[Start of Attachment]

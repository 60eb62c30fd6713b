//! Live filesystem adapter using `std::fs` and `walkdir`.

use std::path::{Path, PathBuf};

use tracing::warn;
use walkdir::WalkDir;

use crate::ports::filesystem::{FileSystem, FsResult};

/// Live filesystem adapter backed by real disk I/O.
#[derive(Debug, Clone, Copy, Default)]
pub struct LiveFileSystem;

impl FileSystem for LiveFileSystem {
    fn read(&self, path: &Path) -> FsResult<Vec<u8>> {
        Ok(std::fs::read(path)?)
    }

    fn write(&self, path: &Path, contents: &str) -> FsResult<()> {
        if let Some(parent) = path.parent() {
            std::fs::create_dir_all(parent)?;
        }
        Ok(std::fs::write(path, contents)?)
    }

    fn rename(&self, from: &Path, to: &Path) -> FsResult<()> {
        Ok(std::fs::rename(from, to)?)
    }

    fn exists(&self, path: &Path) -> bool {
        path.exists()
    }

    fn is_dir(&self, path: &Path) -> bool {
        path.is_dir()
    }

    fn walk_files(&self, root: &Path, skip_dirs: &[String]) -> FsResult<Vec<PathBuf>> {
        if !root.is_dir() {
            return Err(format!("not a directory: {}", root.display()).into());
        }

        let walker = WalkDir::new(root)
            .follow_links(false)
            .sort_by_file_name()
            .into_iter()
            .filter_entry(|entry| {
                if entry.depth() == 0 || !entry.file_type().is_dir() {
                    return true;
                }
                let name = entry.file_name().to_string_lossy();
                !skip_dirs.iter().any(|skip| skip.as_str() == name)
            });

        let mut files = Vec::new();
        for entry in walker {
            match entry {
                Ok(entry) if entry.file_type().is_file() => files.push(entry.into_path()),
                Ok(_) => {}
                // Unreadable subtrees are skipped; only the root is load-bearing.
                Err(e) => warn!(error = %e, "skipping unreadable path during walk"),
            }
        }
        files.sort();
        Ok(files)
    }
}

[End of Attachment]

**Task to complete**
Reproduce the material exactly, and keep every line as it is.

**Completed task**
repository 60eb62c30fd6713b
//! Live filesystem adapter using `std::fs` and `walkdir`.

use std::path::{Path, PathBuf};

use tracing::warn;
use walkdir::WalkDir;

use crate::ports::filesystem::{FileSystem, FsResult};

/// Live filesystem adapter backed by real disk I/O.
#[derive(Debug, Clone, Copy, Default)]
pub struct LiveFileSystem;

impl FileSystem for LiveFileSystem {
    fn read(&self, path: &Path) -> FsResult<Vec<u8>> {
        Ok(std::fs::read(path)?)
    }

    fn write(&self, path: &Path, contents: &str) -> FsResult<()> {
        if let Some(parent) = path.parent() {
            std::fs::create_dir_all(parent)?;
        }
        Ok(std::fs::write(path, contents)?)
    }

    fn rename(&self, from: &Path, to: &Path) -> FsResult<()> {
        Ok(std::fs::rename(from, to)?)
    }

    fn exists(&self, path: &Path) -> bool {
        path.exists()
    }

    fn is_dir(&self, path: &Path) -> bool {
        path.is_dir()
    }

    fn walk_files(&self, root: &Path, skip_dirs: &[String]) -> FsResult<Vec<PathBuf>> {
        if !root.is_dir() {
            return Err(format!("not a directory: {}", root.display()).into());
        }

        let walker = WalkDir::new(root)
            .follow_links(false)
            .sort_by_file_name()
            .into_iter()
            .filter_entry(|entry| {
                if entry.depth() == 0 || !entry.file_type().is_dir() {
                    return true;
                }
                let name = entry.file_name().to_string_lossy();
                !skip_dirs.iter().any(|skip| skip.as_str() == name)
            });

        let mut files = Vec::new();
        for entry in walker {
            match entry {
                Ok(entry) if entry.file_type().is_file() => files.push(entry.into_path()),
                Ok(_) => {}
                // Unreadable subtrees are skipped; only the root is load-bearing.
                Err(e) => warn!(error = %e, "skipping unreadable path during walk"),
            }
        }
        files.sort();
        Ok(files)
    }
}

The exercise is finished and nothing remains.